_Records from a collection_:
*** Begin section ***

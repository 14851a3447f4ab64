//! Growth stage list and creation.

use axum::{body::Bytes, extract::State, http::StatusCode, routing::get, Json, Router};
use chrono::Utc;
use sqlx::SqlitePool;

use super::plants::required_name;
use crate::error::{json_body, ApiError};
use crate::models::{PlantStage, PlantStageInput};
use crate::plants;
use crate::Config;

// ---

pub fn router() -> Router<(SqlitePool, Config)> {
    // ---
    Router::new().route("/api/plant-stages", get(list).post(create))
}

async fn list(
    State((pool, _)): State<(SqlitePool, Config)>,
) -> Result<Json<Vec<PlantStage>>, ApiError> {
    // ---
    let rows = plants::list_stages(&pool)
        .await
        .map_err(ApiError::storage("Failed to fetch plant stages."))?;
    Ok(Json(rows))
}

async fn create(
    State((pool, _)): State<(SqlitePool, Config)>,
    body: Bytes,
) -> Result<(StatusCode, Json<PlantStage>), ApiError> {
    // ---
    let input: PlantStageInput = json_body(&body)?;
    let name = required_name(input.name.as_deref(), "Stage name is required.")?;

    let stage = plants::create_stage(&pool, name, &input, Utc::now())
        .await
        .map_err(ApiError::storage("Failed to create plant stage."))?;
    Ok((StatusCode::CREATED, Json(stage)))
}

*** End section ***

_Exercise_:
Beginning with the first line and ending with the last, restate the data word for word.

_Task result_:
repository 14851a3447f4ab64
//! Growth stage list and creation.

use axum::{body::Bytes, extract::State, http::StatusCode, routing::get, Json, Router};
use chrono::Utc;
use sqlx::SqlitePool;

use super::plants::required_name;
use crate::error::{json_body, ApiError};
use crate::models::{PlantStage, PlantStageInput};
use crate::plants;
use crate::Config;

// ---

pub fn router() -> Router<(SqlitePool, Config)> {
    // ---
    Router::new().route("/api/plant-stages", get(list).post(create))
}

async fn list(
    State((pool, _)): State<(SqlitePool, Config)>,
) -> Result<Json<Vec<PlantStage>>, ApiError> {
    // ---
    let rows = plants::list_stages(&pool)
        .await
        .map_err(ApiError::storage("Failed to fetch plant stages."))?;
    Ok(Json(rows))
}

async fn create(
    State((pool, _)): State<(SqlitePool, Config)>,
    body: Bytes,
) -> Result<(StatusCode, Json<PlantStage>), ApiError> {
    // ---
    let input: PlantStageInput = json_body(&body)?;
    let name = required_name(input.name.as_deref(), "Stage name is required.")?;

    let stage = plants::create_stage(&pool, name, &input, Utc::now())
        .await
        .map_err(ApiError::storage("Failed to create plant stage."))?;
    Ok((StatusCode::CREATED, Json(stage)))
}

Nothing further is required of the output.